Esse fenômeno foi o grande dinamizador para que os agricultores peruanos se voltassem com maior força para a produção e exportação desse alimento, comenta Alfonso Velásquez, presidente da Sierra Exportadora, um órgão público peruano que promove as exportações da zona andina. Em 2014, a produção peruana do grão chegou a 114.343 toneladas, 119,3% a mais do que em 2013. As exportações alcançaram 36.662 toneladas, gerando um faturamento recorde de 143,3 milhões de dólares (509 milhões de reais), segundo a Superintendência Alfandegária do Peru. “A Bolívia foi pioneira em levar a quinoa aos mercados internacionais”, reconhece Velásquez. “Mas nós, peruanos, somos ágeis e nos agrupamos em torno deste produto, e o Governo impulsionou o desenvolvimento de uma indústria”, alfineta.
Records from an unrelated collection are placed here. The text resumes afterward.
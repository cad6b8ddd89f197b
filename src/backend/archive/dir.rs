use image::DynamicImage;
use std::fs;
use std::io;
use std::path::{Path, PathBuf};
use std::sync::Arc;

use super::{check_bounds, is_image_name, load_cached, natural_cmp};
use crate::backend::cache::PageCache;
use crate::backend::error::{Error, Result};

/// Images in a plain directory on disk.
pub struct DirArchive {
    root: PathBuf,
    name: String,
    filenames: Vec<String>,
    cache: Arc<PageCache>,
    generation: u64,
}

impl DirArchive {
    /// Opens `path`, descending into subdirectories when the images of an
    /// extracted archive ended up nested a few levels down.
    pub fn open(path: &Path, cache: Arc<PageCache>) -> Result<Self> {
        let name = path
            .file_name()
            .map(|name| name.to_string_lossy().into_owned())
            .unwrap_or_else(|| path.display().to_string());

        let root = find_image_dir(path)
            .map_err(|e| Error::Construction(format!("{}: {}", name, e)))?
            .ok_or_else(|| Error::Construction(format!("{}: no images in the directory", name)))?;

        let mut filenames = image_files_in(&root)?;
        filenames.sort_by(|a, b| natural_cmp(a, b));

        log::info!(
            "Opened directory {} ({} pages in {})",
            name,
            filenames.len(),
            root.display()
        );

        Ok(DirArchive {
            root,
            name,
            filenames,
            generation: cache.generation(),
            cache,
        })
    }

    pub async fn load(&self, i: usize, autorotate: bool) -> Result<Arc<DynamicImage>> {
        check_bounds(i, self.filenames.len())?;
        let path = self.root.join(&self.filenames[i]);
        load_cached(&self.cache, self.generation, i, autorotate, move || {
            Ok(fs::read(path)?)
        })
        .await
    }

    pub fn name(&self, i: usize) -> Result<&str> {
        check_bounds(i, self.filenames.len())?;
        Ok(&self.filenames[i])
    }

    pub fn archive_name(&self) -> &str {
        &self.name
    }

    pub fn root(&self) -> &Path {
        &self.root
    }

    pub fn len(&self) -> usize {
        self.filenames.len()
    }
}

fn image_files_in(dir: &Path) -> io::Result<Vec<String>> {
    let mut filenames = Vec::new();
    for entry in fs::read_dir(dir)? {
        let entry = entry?;
        if !entry.path().is_file() {
            continue;
        }
        let name = entry.file_name().to_string_lossy().into_owned();
        if is_image_name(&name) {
            filenames.push(name);
        }
    }
    Ok(filenames)
}

/// First directory at or below `dir` that directly contains an image. Siblings
/// are tried in natural order and each is searched fully before the next.
fn find_image_dir(dir: &Path) -> io::Result<Option<PathBuf>> {
    let mut subdirs = Vec::new();
    for entry in fs::read_dir(dir)? {
        let entry = entry?;
        let path = entry.path();
        if path.is_dir() {
            subdirs.push(path);
        } else if is_image_name(&entry.file_name().to_string_lossy()) {
            return Ok(Some(dir.to_path_buf()));
        }
    }

    subdirs.sort_by(|a, b| natural_cmp(&a.to_string_lossy(), &b.to_string_lossy()));
    for subdir in subdirs {
        match find_image_dir(&subdir) {
            Ok(Some(found)) => return Ok(Some(found)),
            Ok(None) => {}
            Err(e) => log::warn!("Skipping unreadable directory {}: {}", subdir.display(), e),
        }
    }
    Ok(None)
}

#[cfg(test)]
mod tests {
    use super::*;
    use crate::backend::archive::tests::png_bytes;
    use crate::backend::error::ErrorKind;

    fn write_png(path: &Path, width: u32) {
        fs::create_dir_all(path.parent().unwrap()).unwrap();
        fs::write(path, png_bytes(width, 1, 0)).unwrap();
    }

    #[test]
    fn test_nested_image_dir() {
        let tmp = tempfile::tempdir().unwrap();
        let root = tmp.path().join("root");
        fs::create_dir_all(root.join("empty")).unwrap();
        write_png(&root.join("sub").join("sub2").join("1.png"), 1);
        fs::write(root.join("info.txt"), b"not a page").unwrap();

        let archive = DirArchive::open(&root, PageCache::shared()).unwrap();
        assert_eq!(archive.root(), root.join("sub").join("sub2"));
        assert_eq!(archive.archive_name(), "root");
        assert_eq!(archive.len(), 1);
    }

    #[test]
    fn test_no_images_anywhere() {
        let tmp = tempfile::tempdir().unwrap();
        let root = tmp.path().join("root");
        fs::create_dir_all(root.join("a").join("b")).unwrap();
        fs::write(root.join("a").join("notes.txt"), b"text").unwrap();

        let err = DirArchive::open(&root, PageCache::shared()).err().unwrap();
        assert_eq!(err.kind(), ErrorKind::Construction);
    }

    #[test]
    fn test_pages_in_natural_order() {
        let tmp = tempfile::tempdir().unwrap();
        for name in ["page10.png", "page2.png", "page1.png", "page11.png"] {
            write_png(&tmp.path().join(name), 1);
        }

        let archive = DirArchive::open(tmp.path(), PageCache::shared()).unwrap();
        let names: Vec<_> = (0..archive.len()).map(|i| archive.name(i).unwrap()).collect();
        assert_eq!(names, vec!["page1.png", "page2.png", "page10.png", "page11.png"]);
    }

    #[tokio::test]
    async fn test_load_uses_cache_and_checks_bounds() {
        let tmp = tempfile::tempdir().unwrap();
        write_png(&tmp.path().join("a.png"), 4);
        write_png(&tmp.path().join("b.png"), 5);
        let cache = PageCache::shared();
        let archive = DirArchive::open(tmp.path(), cache.clone()).unwrap();

        let first = archive.load(1, false).await.unwrap();
        assert_eq!(first.width(), 5);
        let cached = cache.get(1).unwrap();
        assert!(Arc::ptr_eq(&first, &cached.image));

        // A hit must not touch the disk.
        fs::remove_file(tmp.path().join("b.png")).unwrap();
        let second = archive.load(1, false).await.unwrap();
        assert!(Arc::ptr_eq(&first, &second));

        let err = archive.load(2, false).await.unwrap_err();
        assert_eq!(err.kind(), ErrorKind::OutOfBounds);
        assert_eq!(archive.name(7).unwrap_err().kind(), ErrorKind::OutOfBounds);
    }

    #[tokio::test]
    async fn test_archive_outlived_by_cache_reset() {
        let old_dir = tempfile::tempdir().unwrap();
        write_png(&old_dir.path().join("1.png"), 3);
        write_png(&old_dir.path().join("2.png"), 4);
        let new_dir = tempfile::tempdir().unwrap();
        write_png(&new_dir.path().join("1.png"), 9);

        let cache = PageCache::shared();
        let old = DirArchive::open(old_dir.path(), cache.clone()).unwrap();
        old.load(0, false).await.unwrap();

        cache.reset();
        let new = DirArchive::open(new_dir.path(), cache.clone()).unwrap();
        assert_eq!(new.load(0, false).await.unwrap().width(), 9);

        // The old archive still reads its own pages but leaves the cache alone.
        assert_eq!(old.load(0, false).await.unwrap().width(), 3);
        assert_eq!(old.load(1, false).await.unwrap().width(), 4);
        assert_eq!(cache.cached_indices(), vec![0]);
        assert_eq!(cache.get(0).unwrap().image.width(), 9);
    }
}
A produção de quinoa boliviana, por sua vez, aumentou apenas 26,4% em 2014, chegando a 77.354 toneladas, 67% a menos que o total do Peru. Ao mesmo tempo, as vendas para o exterior caíram 15%. A queda foi consequência de um excesso de oferta, incentivado pela concorrência peruana, nos Estados Unidos (que consomem 42% das exportações do mundo), Canadá e Europa (em particular, França e Alemanha), os principais mercados internacionais da quinoa boliviana. Naquela ocasião, a batalha começava a dar frutos em uma das frentes. O Peru − que até 2013 contribuía com 26% da quinoa que os EUA importavam − conseguiu em 2014 uma fatia de 47,2% do mercado norte-americano. A Bolívia reduziu sua participação de 70% para 48,5%, segundo informações do Governo peruano.
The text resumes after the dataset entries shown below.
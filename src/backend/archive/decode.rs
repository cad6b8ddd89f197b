use image::{DynamicImage, ImageDecoder, ImageError, ImageReader};
use std::io::Cursor;

use crate::backend::error::Result;

/// Decodes raw page bytes. With `autorotate` the orientation recorded in the
/// image metadata (EXIF) is applied to the pixels.
pub fn decode_page(bytes: &[u8], autorotate: bool) -> Result<DynamicImage> {
    let reader = ImageReader::new(Cursor::new(bytes))
        .with_guessed_format()
        .map_err(ImageError::IoError)?;
    let mut decoder = reader.into_decoder()?;

    if !autorotate {
        return Ok(DynamicImage::from_decoder(decoder)?);
    }

    let orientation = decoder.orientation()?;
    let mut image = DynamicImage::from_decoder(decoder)?;
    image.apply_orientation(orientation);
    Ok(image)
}

#[cfg(test)]
pub(crate) mod tests {
    use super::*;
    use crate::backend::error::ErrorKind;
    use image::{ImageFormat, Rgb, RgbImage};

    /// PNG bytes of a `width`x`height` image filled with `shade`.
    pub(crate) fn png_bytes(width: u32, height: u32, shade: u8) -> Vec<u8> {
        let image = RgbImage::from_pixel(width, height, Rgb([shade, shade, shade]));
        let mut bytes = Vec::new();
        DynamicImage::ImageRgb8(image)
            .write_to(&mut Cursor::new(&mut bytes), ImageFormat::Png)
            .unwrap();
        bytes
    }

    #[test]
    fn test_decode_png() {
        let image = decode_page(&png_bytes(3, 2, 40), true).unwrap();
        assert_eq!((image.width(), image.height()), (3, 2));
        assert_eq!(image.to_rgb8().get_pixel(0, 0), &Rgb([40, 40, 40]));
    }

    #[test]
    fn test_decode_garbage_is_decode_error() {
        let err = decode_page(b"definitely not an image", false).unwrap_err();
        assert_eq!(err.kind(), ErrorKind::Decode);
    }
}
//! Page sources: unpacked directories, compressed archives and remote image
//! sequences, all behind the one [`Archive`] type.
//!
//! Every backend answers page loads from the shared [`PageCache`] first and
//! stores what it had to read there, tagged with [`KeepReason::PRELOAD`].

mod decode;
mod dir;
#[cfg(feature = "rar")]
mod rarfile;
mod remote;
mod zipfile;

pub use self::decode::decode_page;
pub use self::dir::DirArchive;
#[cfg(feature = "rar")]
pub use self::rarfile::RarArchive;
pub use self::remote::RemoteArchive;
pub use self::zipfile::ZipArchive;

use image::{DynamicImage, ImageFormat};
use std::cmp::Ordering;
use std::path::Path;
use std::sync::Arc;

use crate::backend::cache::{KeepReason, PageCache};
use crate::backend::config::Config;
use crate::backend::error::{Error, Result};

pub const MAX_ARCHIVE_ENTRIES: usize = 4096 * 64;

#[derive(Debug, Clone, Copy, PartialEq, Eq)]
pub enum Kind {
    Unpacked,
    Packed,
    Remote,
}

pub enum Archive {
    Dir(DirArchive),
    Zip(ZipArchive),
    #[cfg(feature = "rar")]
    Rar(RarArchive),
    Remote(RemoteArchive),
}

impl Archive {
    /// Picks a backend for `target`, which is either a filesystem path or an
    /// http(s) URL.
    pub async fn open(target: &str, cache: Arc<PageCache>, config: &Config) -> Result<Self> {
        if is_likely_http_url(target) {
            return Ok(Archive::Remote(RemoteArchive::open(target, cache, config).await?));
        }

        let path = Path::new(target).to_path_buf();
        let metadata = tokio::fs::metadata(&path)
            .await
            .map_err(|e| Error::Construction(format!("{}: {}", target, e)))?;

        if metadata.is_dir() {
            let archive =
                tokio::task::spawn_blocking(move || DirArchive::open(&path, cache)).await??;
            return Ok(Archive::Dir(archive));
        }

        let ext = path
            .extension()
            .and_then(|ext| ext.to_str())
            .map(|ext| ext.to_lowercase())
            .unwrap_or_default();
        match ext.as_str() {
            "zip" | "cbz" => {
                let archive =
                    tokio::task::spawn_blocking(move || ZipArchive::open(&path, cache)).await??;
                Ok(Archive::Zip(archive))
            }
            #[cfg(feature = "rar")]
            "rar" | "cbr" => {
                let archive =
                    tokio::task::spawn_blocking(move || RarArchive::open(&path, cache)).await??;
                Ok(Archive::Rar(archive))
            }
            #[cfg(not(feature = "rar"))]
            "rar" | "cbr" => Err(Error::UnsupportedArchive(
                "rar support was not compiled in, please unpack it first".to_string(),
            )),
            "7z" | "tar" | "tgz" | "gz" | "tbz2" | "cb7" | "cbt" | "lha" => Err(
                Error::UnsupportedArchive(format!("{}, please unpack it first", ext)),
            ),
            _ => Err(Error::UnsupportedArchive(format!(
                "unknown archive type: {}",
                target
            ))),
        }
    }

    pub async fn load(
        &self,
        i: usize,
        autorotate: bool,
        n_preload: usize,
    ) -> Result<Arc<DynamicImage>> {
        match self {
            Archive::Dir(ar) => ar.load(i, autorotate).await,
            Archive::Zip(ar) => ar.load(i, autorotate).await,
            #[cfg(feature = "rar")]
            Archive::Rar(ar) => ar.load(i, autorotate).await,
            Archive::Remote(ar) => ar.load(i, autorotate, n_preload).await,
        }
    }

    pub fn kind(&self) -> Kind {
        match self {
            Archive::Dir(_) => Kind::Unpacked,
            Archive::Zip(_) => Kind::Packed,
            #[cfg(feature = "rar")]
            Archive::Rar(_) => Kind::Packed,
            Archive::Remote(_) => Kind::Remote,
        }
    }

    pub fn archive_name(&self) -> &str {
        match self {
            Archive::Dir(ar) => ar.archive_name(),
            Archive::Zip(ar) => ar.archive_name(),
            #[cfg(feature = "rar")]
            Archive::Rar(ar) => ar.archive_name(),
            Archive::Remote(ar) => ar.archive_name(),
        }
    }

    pub fn name(&self, i: usize) -> Result<String> {
        match self {
            Archive::Dir(ar) => ar.name(i).map(str::to_string),
            Archive::Zip(ar) => ar.name(i).map(str::to_string),
            #[cfg(feature = "rar")]
            Archive::Rar(ar) => ar.name(i).map(str::to_string),
            Archive::Remote(ar) => Ok(ar.name(i)),
        }
    }

    /// Number of pages, or `None` when the source can't be enumerated.
    pub fn len(&self) -> Option<usize> {
        match self {
            Archive::Dir(ar) => Some(ar.len()),
            Archive::Zip(ar) => Some(ar.len()),
            #[cfg(feature = "rar")]
            Archive::Rar(ar) => Some(ar.len()),
            Archive::Remote(_) => None,
        }
    }

    pub fn close(self) -> Result<()> {
        match self {
            Archive::Remote(ar) => {
                ar.close();
                Ok(())
            }
            // Local backends only hold file handles for the duration of a load.
            _ => Ok(()),
        }
    }
}

pub fn is_likely_http_url(s: &str) -> bool {
    let s = s.trim_start().to_ascii_lowercase();
    s.starts_with("http://") || s.starts_with("https://")
}

/// Whether `name` has an extension of an image format we can decode.
pub fn is_image_name(name: &str) -> bool {
    Path::new(name)
        .extension()
        .and_then(|ext| ext.to_str())
        .and_then(ImageFormat::from_extension)
        .is_some_and(|format| format.reading_enabled())
}

/// Numeric-aware ordering, so that `page2` comes before `page10`.
pub fn natural_cmp(a: &str, b: &str) -> Ordering {
    natord::compare(a, b)
}

fn check_bounds(i: usize, len: usize) -> Result<()> {
    if i >= len {
        return Err(Error::OutOfBounds { index: i, len });
    }
    Ok(())
}

/// Cache-first load shared by the local backends. `read` runs on the
/// blocking pool and produces the raw bytes of page `i`. `generation` is the
/// cache generation the archive was opened in; once the cache moves on the
/// archive neither reads nor writes it.
async fn load_cached<F>(
    cache: &PageCache,
    generation: u64,
    i: usize,
    autorotate: bool,
    read: F,
) -> Result<Arc<DynamicImage>>
where
    F: FnOnce() -> Result<Vec<u8>> + Send + 'static,
{
    if let Some(page) = cache.get_if_current(generation, i) {
        return Ok(page.image);
    }

    let image = tokio::task::spawn_blocking(move || {
        let bytes = read()?;
        decode_page(&bytes, autorotate)
    })
    .await??;

    let image = Arc::new(image);
    cache.insert_if_current(generation, i, image.clone(), KeepReason::PRELOAD);
    Ok(image)
}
Peláez considera que a diferença de preços teve um papel-chave na queda sofrida pela Bolívia. “Em 2013, uma tonelada valia quase o mesmo nos dois países, algo em torno de 4.200 dólares”, comenta. Mas em 2014 a alta demanda no mercado provocou uma alta no custo do produto em ambos os países. Em 2014, os produtores bolivianos − que ficaram famosos por cultivar um grão orgânico único, denominado “quinoa real” − subiram o preço em 50% (superando os 6.600 dólares), enquanto o custo por tonelada do Peru (que havia massificado o cultivo ao permitir o uso de pesticidas) caiu 28%, chegando a 5.500 dólares, segundo a Cabolqui.
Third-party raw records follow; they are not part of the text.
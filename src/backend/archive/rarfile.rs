use image::DynamicImage;
use std::path::{Path, PathBuf};
use std::sync::Arc;
use unrar::Archive as Unrar;

use super::{MAX_ARCHIVE_ENTRIES, check_bounds, is_image_name, load_cached, natural_cmp};
use crate::backend::cache::PageCache;
use crate::backend::error::{Error, Result};

struct RarEntry {
    name: String,
    /// Position of the entry among all headers of the archive.
    position: usize,
}

/// Images inside a rar/cbr file. Rar streams can't be seeked into, so every
/// load reopens the archive and skips headers up to the wanted entry.
pub struct RarArchive {
    path: PathBuf,
    name: String,
    entries: Vec<RarEntry>,
    cache: Arc<PageCache>,
    generation: u64,
}

fn rar_error(err: unrar::error::UnrarError) -> Error {
    Error::Rar(err.to_string())
}

impl RarArchive {
    pub fn open(path: &Path, cache: Arc<PageCache>) -> Result<Self> {
        let name = path
            .file_name()
            .map(|name| name.to_string_lossy().into_owned())
            .unwrap_or_else(|| path.display().to_string());

        let listing = Unrar::new(path)
            .open_for_listing()
            .map_err(|e| Error::Construction(format!("{}: {}", name, e)))?;

        let mut entries = Vec::new();
        for (position, header) in listing.enumerate().take(MAX_ARCHIVE_ENTRIES) {
            let header = match header {
                Ok(header) => header,
                Err(e) => {
                    log::warn!("Error reading a file inside the rar archive {}: {}", name, e);
                    break;
                }
            };
            if header.is_directory() {
                continue;
            }
            let entry_name = header.filename.to_string_lossy().into_owned();
            if is_image_name(&entry_name) {
                entries.push(RarEntry {
                    name: entry_name,
                    position,
                });
            }
        }

        if entries.is_empty() {
            return Err(Error::Construction(format!(
                "{}: no supported images in the rar file",
                name
            )));
        }
        entries.sort_by(|a, b| natural_cmp(&a.name, &b.name));

        log::info!("Opened rar {} ({} pages)", name, entries.len());

        Ok(RarArchive {
            path: path.to_path_buf(),
            name,
            entries,
            generation: cache.generation(),
            cache,
        })
    }

    pub async fn load(&self, i: usize, autorotate: bool) -> Result<Arc<DynamicImage>> {
        check_bounds(i, self.entries.len())?;
        let path = self.path.clone();
        let target = self.entries[i].position;
        let name = self.name.clone();
        load_cached(&self.cache, self.generation, i, autorotate, move || {
            read_entry(&path, &name, target)
        })
        .await
    }

    pub fn name(&self, i: usize) -> Result<&str> {
        check_bounds(i, self.entries.len())?;
        Ok(&self.entries[i].name)
    }

    pub fn archive_name(&self) -> &str {
        &self.name
    }

    pub fn len(&self) -> usize {
        self.entries.len()
    }
}

fn read_entry(path: &Path, name: &str, target: usize) -> Result<Vec<u8>> {
    let mut archive = Unrar::new(path).open_for_processing().map_err(rar_error)?;
    let mut position = 0;
    while let Some(header) = archive.read_header().map_err(rar_error)? {
        if position == target {
            let (bytes, _) = header.read().map_err(rar_error)?;
            return Ok(bytes);
        }
        archive = header.skip().map_err(rar_error)?;
        position += 1;
    }
    Err(Error::Rar(format!(
        "{}: could not find entry {} inside the rar archive",
        name, target
    )))
}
O preço, entretanto, baixou em 2015 porque os Estados Unidos (o maior importador de quinoa) suspenderam a compra do produto, principalmente o peruano, ao detectar resíduos de pesticidas em alguns carregamentos. Em 2015, a tonelada era vendida por uma valor em média 35% menor. A expectativa do representante do sindicato boliviano é que o preço se mantenha estável durante 2016, à espera de uma disputa mais acirrada pelo mercado nos próximos anos, já que mais de 50 países começaram a cultivar esse alimento. A FAO prevê que no fim desta década as exportações de quinoa cheguem a 100.000 toneladas, mais que o dobro do volume comercializado em 2013. “A quinoa se transformará em uma matéria-prima-chave”, conclui Peláez.